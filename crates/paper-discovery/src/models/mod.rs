//! Data models: the canonical paper record and provider response schemas.
//!
//! Provider shapes use `#[serde(default)]` everywhere so partial responses
//! still parse; nothing provider-specific leaves this module except through
//! `into_candidate`.

mod openalex;
mod paper;
mod semantic_scholar;

pub use openalex::{
    OaAuthor, OaAuthorship, OaLocation, OaOpenAccess, OaSource, OaWork, OaWorksResponse,
    reconstruct_abstract,
};
pub use paper::{Candidate, PaperRecord, normalize_title};
pub use semantic_scholar::{S2Author, S2ExternalIds, S2OpenAccessPdf, S2Paper, S2SearchResponse};
//! RIS export.
//!
//! Every tag starts at column 0 as `XX  - ` and lines end with CRLF, which is
//! what EndNote accepts most reliably.

use crate::models::PaperRecord;

const CRLF: &str = "\r\n";

/// Longest abstract written to the `AB` tag.
const MAX_ABSTRACT_CHARS: usize = 1000;

/// Format papers as RIS records separated by a blank line.
#[must_use]
pub fn format_ris(papers: &[PaperRecord]) -> String {
    papers.iter().map(format_record).collect::<Vec<_>>().join(&format!("{CRLF}{CRLF}"))
}

fn format_record(paper: &PaperRecord) -> String {
    let mut lines = vec!["TY  - JOUR".to_string()];

    let title = if paper.title.trim().is_empty() { "Untitled" } else { single_line(&paper.title) };
    lines.push(format!("TI  - {title}"));

    if paper.authors.is_empty() {
        lines.push("AU  - Unknown Author".to_string());
    }
    for author in &paper.authors {
        lines.push(format!("AU  - {}", single_line(author)));
    }

    lines.push(format!("PY  - {}", paper.year));
    lines.push(format!("JO  - {}", single_line(&paper.venue)));
    lines.push(format!("T2  - {}", single_line(&paper.venue)));

    if !paper.r#abstract.is_empty() {
        let truncated: String = paper.r#abstract.chars().take(MAX_ABSTRACT_CHARS).collect();
        lines.push(format!("AB  - {}", fold_newlines(&truncated)));
    }

    if !paper.url.is_empty() {
        lines.push(format!("UR  - {}", paper.url));
    }
    match paper.doi.as_deref() {
        Some(doi) => lines.push(format!("DO  - {doi}")),
        None if !paper.url.is_empty() => lines.push(format!("DO  - {}", paper.url)),
        None => {}
    }

    lines.push("LA  - English".to_string());
    lines.push("ER  - ".to_string());
    lines.join(CRLF)
}

fn single_line(s: &str) -> &str {
    s.lines().next().unwrap_or_default().trim()
}

fn fold_newlines(s: &str) -> String {
    s.replace("\r\n", " ").replace(['\r', '\n'], " ")
}
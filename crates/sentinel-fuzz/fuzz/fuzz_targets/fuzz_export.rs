#![no_main]

use libfuzzer_sys::fuzz_target;
use paper_discovery::formatters::{format_bibtex, format_ris};
use paper_discovery::models::PaperRecord;

fuzz_target!(|data: &[u8]| {
    if let Ok(papers) = serde_json::from_slice::<Vec<PaperRecord>>(data) {
        let ris = format_ris(&papers);
        // Every record terminates, whatever the field contents
        assert!(ris.matches("ER  - ").count() >= papers.len());
        let _ = format_bibtex(&papers);
    }
});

▶ WORK REQUEST
The output should match the records above exactly, entry for entry.

▶ SOLUTION TO THE EXERCISE
filename crates/paper-discovery/src/models/mod.rs
//! Data models: the canonical paper record and provider response schemas.
//!
//! Provider shapes use `#[serde(default)]` everywhere so partial responses
//! still parse; nothing provider-specific leaves this module except through
//! `into_candidate`.

mod openalex;
mod paper;
mod semantic_scholar;

pub use openalex::{
    OaAuthor, OaAuthorship, OaLocation, OaOpenAccess, OaSource, OaWork, OaWorksResponse,
    reconstruct_abstract,
};
pub use paper::{Candidate, PaperRecord, normalize_title};
pub use semantic_scholar::{S2Author, S2ExternalIds, S2OpenAccessPdf, S2Paper, S2SearchResponse};
//! RIS export.
//!
//! Every tag starts at column 0 as `XX  - ` and lines end with CRLF, which is
//! what EndNote accepts most reliably.

use crate::models::PaperRecord;

const CRLF: &str = "\r\n";

/// Longest abstract written to the `AB` tag.
const MAX_ABSTRACT_CHARS: usize = 1000;

/// Format papers as RIS records separated by a blank line.
#[must_use]
pub fn format_ris(papers: &[PaperRecord]) -> String {
    papers.iter().map(format_record).collect::<Vec<_>>().join(&format!("{CRLF}{CRLF}"))
}

fn format_record(paper: &PaperRecord) -> String {
    let mut lines = vec!["TY  - JOUR".to_string()];

    let title = if paper.title.trim().is_empty() { "Untitled" } else { single_line(&paper.title) };
    lines.push(format!("TI  - {title}"));

    if paper.authors.is_empty() {
        lines.push("AU  - Unknown Author".to_string());
    }
    for author in &paper.authors {
        lines.push(format!("AU  - {}", single_line(author)));
    }

    lines.push(format!("PY  - {}", paper.year));
    lines.push(format!("JO  - {}", single_line(&paper.venue)));
    lines.push(format!("T2  - {}", single_line(&paper.venue)));

    if !paper.r#abstract.is_empty() {
        let truncated: String = paper.r#abstract.chars().take(MAX_ABSTRACT_CHARS).collect();
        lines.push(format!("AB  - {}", fold_newlines(&truncated)));
    }

    if !paper.url.is_empty() {
        lines.push(format!("UR  - {}", paper.url));
    }
    match paper.doi.as_deref() {
        Some(doi) => lines.push(format!("DO  - {doi}")),
        None if !paper.url.is_empty() => lines.push(format!("DO  - {}", paper.url)),
        None => {}
    }

    lines.push("LA  - English".to_string());
    lines.push("ER  - ".to_string());
    lines.join(CRLF)
}

fn single_line(s: &str) -> &str {
    s.lines().next().unwrap_or_default().trim()
}

fn fold_newlines(s: &str) -> String {
    s.replace("\r\n", " ").replace(['\r', '\n'], " ")
}
filename crates/sentinel-fuzz/fuzz/fuzz_targets/fuzz_export.rs
#![no_main]

use libfuzzer_sys::fuzz_target;
use paper_discovery::formatters::{format_bibtex, format_ris};
use paper_discovery::models::PaperRecord;

fuzz_target!(|data: &[u8]| {
    if let Ok(papers) = serde_json::from_slice::<Vec<PaperRecord>>(data) {
        let ris = format_ris(&papers);
        // Every record terminates, whatever the field contents
        assert!(ris.matches("ER  - ").count() >= papers.len());
        let _ = format_bibtex(&papers);
    }
});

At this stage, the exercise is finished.